Wednesday, September 15, 2010

Nobunaga's signature

Just before heading off to work over the weekend, I found this interesting article by Tsuchiyama on Nobunaga's hand signature (Nobunaga no kao wa naze bimyo ni henka no ka). The article stated that in 1567, right after the conquest of Mino, Nobunaga's hand signature was now formal. However, his signature changed every year and on pages 4-5 displayed his handwriting and how it evolved.

Here is the link to the article. The article is in Japanese.

Nobunaga no tame!

Wednesday, September 8, 2010

Public Works

Nobunaga was one hard core warrior. That is a fact. That being said, he was known as a builder as well. Before Azuchi Castle was constructed, Nobunaga had experience building roads, dikes, bridges, and the like.

Nobunaga building a road providing safe travel. The passage comes from Luis Frois in Lamers Japonius Tyrannus, p. 140.

"He had the roads repaired from the city of Anzuchi to Miaco, a distance of fourteen leagues, in such a way they formed one single road-flat, clean, and straight, and five or six tatamis [ken] wide. Trees were planted on both sides of the road, to provide shade in the summer, brooms were suspended from these trees at certain places and local residents were assigned the task of keeping the road swept clean. He had clean gravel and small pebbles placed beneath the trees along the entire stretch, so that the whole road looked like a garden. There were houses at regular intervals where travellers could relax and take a rest, enjoying the abundance of foods on sale there. And whereas previously it had not even been safe to travel by day in these regions, at least not without company, the people always travelled by night in Nobunaga's era-especially during the summer-and when they wished to test, they could put down their luggage and sleep next to the road as safely as they did in their houses. Nobunaga carried out the same arrangement and repair of roads in many of the provinces under his rule."
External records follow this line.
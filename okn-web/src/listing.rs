//! Query parameter normalization for the vote and bill listings
//!
//! Raw query strings are accepted as-is and folded into the typed filters of
//! `okn_common::db`. Unknown or malformed values fall back to the defaults,
//! so a listing request never fails on its parameters.

use chrono::NaiveDate;
use okn_common::db::bills::{BillFilter, BillPeriod, BillType, PeriodMatch, StageFilter};
use okn_common::db::knessets::Knesset;
use okn_common::db::votes::{TimeWindow, VoteFilter, VoteOrder, VoteType};
use okn_common::stats::BillStatsStrategy;
use serde::{Deserialize, Serialize};

/// Raw `/vote/` query parameters
#[derive(Debug, Clone, Default, Deserialize)]
pub struct VoteListingQuery {
    pub vote_type: Option<String>,
    pub time: Option<String>,
    pub order: Option<String>,
    pub show_stands: Option<String>,
    pub page: Option<String>,
}

impl VoteListingQuery {
    pub fn filter(&self) -> VoteFilter {
        VoteFilter {
            vote_type: self.vote_type.as_deref().and_then(|v| VoteType::parse(v.trim())),
            time: self
                .time
                .as_deref()
                .and_then(|v| TimeWindow::parse(v.trim()))
                .unwrap_or_default(),
            order: self
                .order
                .as_deref()
                .and_then(|v| VoteOrder::parse(v.trim()))
                .unwrap_or_default(),
        }
    }

    /// Member ids whose stands are shown next to each vote
    pub fn show_stands(&self) -> Vec<String> {
        parse_show_stands(self.show_stands.as_deref())
    }
}

pub fn parse_show_stands(value: Option<&str>) -> Vec<String> {
    value
        .map(|v| {
            v.split(',')
                .map(str::trim)
                .filter(|s| !s.is_empty())
                .map(str::to_string)
                .collect()
        })
        .unwrap_or_default()
}

/// One alternate-filter link of the vote listing
#[derive(Debug, Clone, PartialEq, Eq, Serialize)]
pub struct FriendPage {
    pub url: String,
    pub name: &'static str,
    pub current: bool,
}

#[derive(Debug, Clone, PartialEq, Eq, Serialize)]
pub struct FriendPages {
    pub vote_type: Vec<FriendPage>,
    pub time: Vec<FriendPage>,
    pub order: Vec<FriendPage>,
}

fn vote_type_slug(vote_type: Option<VoteType>) -> &'static str {
    vote_type.map_or("all", VoteType::as_str)
}

fn vote_type_name(vote_type: Option<VoteType>) -> &'static str {
    match vote_type {
        None => "All votes",
        Some(VoteType::LawApprove) => "Law Approvals",
        Some(VoteType::SecondCall) => "Second Call",
        Some(VoteType::Demurrer) => "Demurrer",
        Some(VoteType::NoConfidence) => "Motion of no confidence",
        Some(VoteType::PassToCommittee) => "Pass to committee",
        Some(VoteType::Continuation) => "Continuation",
    }
}

fn time_name(time: TimeWindow) -> &'static str {
    match time {
        TimeWindow::Week => "Last Week",
        TimeWindow::Month => "Last Month",
        TimeWindow::All => "All times",
    }
}

fn order_name(order: VoteOrder) -> &'static str {
    match order {
        VoteOrder::Time => "Time",
        VoteOrder::Controversy => "Controversy",
        VoteOrder::AgainstParty => "Against Party",
        VoteOrder::Votes => "Number of votes",
    }
}

fn listing_url(filter: &VoteFilter) -> String {
    format!(
        "./?vote_type={}&time={}&order={}",
        vote_type_slug(filter.vote_type),
        filter.time.as_str(),
        filter.order.as_str()
    )
}

/// Alternate links for every option of every dimension
///
/// Each link changes one dimension and keeps the other two, so the current
/// option of a dimension links to the active listing itself.
pub fn friend_pages(active: &VoteFilter) -> FriendPages {
    let vote_types = std::iter::once(None).chain(VoteType::ALL.into_iter().map(Some));

    FriendPages {
        vote_type: vote_types
            .map(|vote_type| FriendPage {
                url: listing_url(&VoteFilter { vote_type, ..*active }),
                name: vote_type_name(vote_type),
                current: vote_type == active.vote_type,
            })
            .collect(),
        time: TimeWindow::ALL
            .into_iter()
            .map(|time| FriendPage {
                url: listing_url(&VoteFilter { time, ..*active }),
                name: time_name(time),
                current: time == active.time,
            })
            .collect(),
        order: VoteOrder::ALL
            .into_iter()
            .map(|order| FriendPage {
                url: listing_url(&VoteFilter { order, ..*active }),
                name: order_name(order),
                current: order == active.order,
            })
            .collect(),
    }
}

/// Raw `/api/bills` query parameters
#[derive(Debug, Clone, Default, Deserialize)]
pub struct BillListingQuery {
    pub stage: Option<String>,
    pub member: Option<String>,
    pub knesset_id: Option<String>,
    pub bill_type: Option<String>,
    pub pp_id: Option<String>,
    pub changed_after: Option<String>,
    pub changed_before: Option<String>,
    pub knesset_booklet: Option<String>,
    pub gov_booklet: Option<String>,
    pub page: Option<String>,
}

fn parse_id(value: Option<&str>) -> Option<i64> {
    value.and_then(|v| v.trim().parse().ok())
}

fn parse_date(value: Option<&str>) -> Option<NaiveDate> {
    value.and_then(|v| NaiveDate::parse_from_str(v.trim(), "%Y-%m-%d").ok())
}

/// A record id that was given but does not parse yields `Err`
fn parse_record_id(value: Option<&str>) -> Result<Option<i64>, ()> {
    match value.map(str::trim).filter(|v| !v.is_empty()) {
        Some(raw) => raw.parse().map(Some).map_err(|_| ()),
        None => Ok(None),
    }
}

/// Outcome of normalizing the bill query
#[derive(Debug, Clone, PartialEq, Eq)]
pub enum BillSelection {
    Filter(BillFilter),
    /// The query names a record that cannot exist
    Empty,
}

impl BillListingQuery {
    /// Knesset number the listing is restricted to, if any
    pub fn knesset_number(&self) -> Option<i64> {
        parse_id(self.knesset_id.as_deref())
    }

    /// Build the bill filter
    ///
    /// `knesset` is the record looked up for [`Self::knesset_number`]; when a
    /// number was given but no such knesset exists the selection is empty.
    pub fn selection(
        &self,
        knesset: Option<&Knesset>,
        strategy: BillStatsStrategy,
        today: NaiveDate,
    ) -> BillSelection {
        let period = match (self.knesset_number(), knesset) {
            (Some(_), None) => return BillSelection::Empty,
            (_, Some(knesset)) => {
                let (start, end) = knesset.date_range(today);
                Some(BillPeriod {
                    start,
                    end,
                    matching: match strategy {
                        BillStatsStrategy::ProposalDate => PeriodMatch::ProposalDate,
                        BillStatsStrategy::StageDate => PeriodMatch::StageDate,
                    },
                })
            }
            (None, None) => None,
        };

        let (Ok(pp_id), Ok(knesset_booklet), Ok(gov_booklet)) = (
            parse_record_id(self.pp_id.as_deref()),
            parse_record_id(self.knesset_booklet.as_deref()),
            parse_record_id(self.gov_booklet.as_deref()),
        ) else {
            return BillSelection::Empty;
        };

        BillSelection::Filter(BillFilter {
            stage: self.stage.as_deref().and_then(StageFilter::parse),
            member: parse_id(self.member.as_deref()),
            period,
            bill_type: self
                .bill_type
                .as_deref()
                .and_then(|v| BillType::parse(v.trim()))
                .unwrap_or_default(),
            pp_id,
            changed_after: parse_date(self.changed_after.as_deref()),
            changed_before: parse_date(self.changed_before.as_deref()),
            knesset_booklet,
            gov_booklet,
        })
    }
}

#[cfg(test)]
mod tests {
    use super::*;
    use okn_common::db::bills::StageGroup;

    fn query(vote_type: &str, time: &str, order: &str) -> VoteListingQuery {
        VoteListingQuery {
            vote_type: Some(vote_type.to_string()),
            time: Some(time.to_string()),
            order: Some(order.to_string()),
            ..Default::default()
        }
    }

    #[test]
    fn test_missing_parameters_equal_explicit_defaults() {
        assert_eq!(
            VoteListingQuery::default().filter(),
            query("all", "all", "time").filter()
        );
    }

    #[test]
    fn test_unknown_values_fall_back_to_defaults() {
        let filter = query("bogus", "365", "random").filter();
        assert_eq!(filter, VoteFilter::default());
    }

    #[test]
    fn test_recognized_values() {
        let filter = query("no-confidence", "7", "against-party").filter();
        assert_eq!(filter.vote_type, Some(VoteType::NoConfidence));
        assert_eq!(filter.time, TimeWindow::Week);
        assert_eq!(filter.order, VoteOrder::AgainstParty);
    }

    #[test]
    fn test_exactly_one_current_option_per_dimension() {
        let active = query("demurrer", "30", "votes").filter();
        let pages = friend_pages(&active);

        for dimension in [&pages.vote_type, &pages.time, &pages.order] {
            assert_eq!(dimension.iter().filter(|p| p.current).count(), 1);
        }
        assert_eq!(pages.vote_type.len(), 7);
        assert_eq!(pages.time.len(), 3);
        assert_eq!(pages.order.len(), 4);

        let current_type = pages.vote_type.iter().find(|p| p.current).unwrap();
        assert_eq!(current_type.name, "Demurrer");
        assert_eq!(current_type.url, "./?vote_type=demurrer&time=30&order=votes");
    }

    #[test]
    fn test_friend_page_urls_keep_other_dimensions() {
        let pages = friend_pages(&VoteFilter::default());

        assert_eq!(pages.vote_type[0].name, "All votes");
        assert!(pages.vote_type[0].current);
        assert_eq!(pages.time[0].url, "./?vote_type=all&time=7&order=time");
        assert_eq!(pages.time[0].name, "Last Week");
        assert_eq!(pages.order[1].url, "./?vote_type=all&time=all&order=controversy");
        assert_eq!(pages.order[3].name, "Number of votes");
    }

    #[test]
    fn test_show_stands() {
        assert!(parse_show_stands(None).is_empty());
        assert_eq!(parse_show_stands(Some("12, 7,,3")), vec!["12", "7", "3"]);
    }

    fn date(y: i32, m: u32, d: u32) -> NaiveDate {
        NaiveDate::from_ymd_opt(y, m, d).unwrap()
    }

    #[test]
    fn test_bill_selection_defaults() {
        let selection = BillListingQuery::default().selection(
            None,
            BillStatsStrategy::default(),
            date(2014, 1, 1),
        );
        assert_eq!(selection, BillSelection::Filter(BillFilter::default()));
    }

    #[test]
    fn test_bill_selection_parses_filters() {
        let q = BillListingQuery {
            stage: Some("first".into()),
            member: Some("12".into()),
            knesset_id: Some("19".into()),
            bill_type: Some("private".into()),
            changed_after: Some("2013-05-01".into()),
            changed_before: Some("not a date".into()),
            ..Default::default()
        };
        let knesset = Knesset::new(19, Some(date(2013, 2, 5)), None);

        let BillSelection::Filter(filter) =
            q.selection(Some(&knesset), BillStatsStrategy::StageDate, date(2014, 1, 1))
        else {
            panic!("expected a filter");
        };
        assert_eq!(filter.stage, Some(StageFilter::Group(StageGroup::First)));
        assert_eq!(filter.member, Some(12));
        assert_eq!(filter.bill_type, BillType::Private);
        assert_eq!(filter.changed_after, Some(date(2013, 5, 1)));
        assert_eq!(filter.changed_before, None);
        let period = filter.period.unwrap();
        assert_eq!(period.start, date(2013, 2, 5));
        assert_eq!(period.end, date(2014, 1, 1));
        assert_eq!(period.matching, PeriodMatch::StageDate);
    }

    #[test]
    fn test_bill_selection_unknown_records_are_empty() {
        let q = BillListingQuery {
            knesset_id: Some("99".into()),
            ..Default::default()
        };
        assert_eq!(
            q.selection(None, BillStatsStrategy::default(), date(2014, 1, 1)),
            BillSelection::Empty
        );

        let q = BillListingQuery {
            pp_id: Some("abc".into()),
            ..Default::default()
        };
        assert_eq!(
            q.selection(None, BillStatsStrategy::default(), date(2014, 1, 1)),
            BillSelection::Empty
        );
    }

    #[test]
    fn test_bill_selection_booklets() {
        let q = BillListingQuery {
            knesset_booklet: Some(" 512 ".into()),
            gov_booklet: Some(String::new()),
            ..Default::default()
        };
        let BillSelection::Filter(filter) =
            q.selection(None, BillStatsStrategy::default(), date(2014, 1, 1))
        else {
            panic!("expected a filter");
        };
        assert_eq!(filter.knesset_booklet, Some(512));
        assert_eq!(filter.gov_booklet, None);

        let q = BillListingQuery {
            gov_booklet: Some("first".into()),
            ..Default::default()
        };
        assert_eq!(
            q.selection(None, BillStatsStrategy::default(), date(2014, 1, 1)),
            BillSelection::Empty
        );
    }
}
Nobunaga made travel safe again. This was important. Goods can move more quickly and safely(good for Nobunaga's coffers) and the morale of the people. The people under his rule knew normality was coming back.

Tenka no tame!

Wednesday, September 1, 2010

More Books

Just before my training started last month, I bought some books at Book-Off.

I plan to read Hisaka Masashi's Takugen over the weekend. That being said, I am trying to schedule my trip back to Japan as soon as possible. Next week I should have post on Nobunaga's public works projects.

Nobunaga no tame!

Thursday, August 12, 2010

Dosan/Nobunaga Meeting Fiction Story Part III

At the main temple hall, Dosan was having second thoughts. Was this a big mistake? Is he really the "Fool of Owari?" Dosan was walking impatiently as he was for his son-in-law. Nobunaga was taking his time on purpose since he knew psychological warfare was part of the game. Then the Saito attendants started to hear footsteps on the creaking wooden floor. "Who goes there?" Doku yelled with a snobbish attitude. Then Doku gasped for air. "Oh my! It is your son-in-law my lord." The "Fool of Owari" was a new man. He was dressed as if he was an aristocrat. His attire was brown colored with a white tunic. His hair was nicely done and now looked handsome. Dosan quickly noticed Nobunaga's nagabakama that stretched almost three feet long.

"I am Hotta Doku, a retainer of the Saito. Lord Nobunaga, please take your seat." Nobunaga acted as if nothing happened as he took his seat. The Doku introduced the Viper to Nobunaga. "This is Lord Saito Yamashiro Dosan." Nobunaga responded in a pompous voice, "Is that so." Dosan and Doku's faces expressed more disbelief. Then Nobunaga replied in an elegant matter. "I am Oda Kazusanosuke Nobunaga. It is a pleasure to finally meet the 'Viper of Mino' at last." Dosan shook his head in agreement.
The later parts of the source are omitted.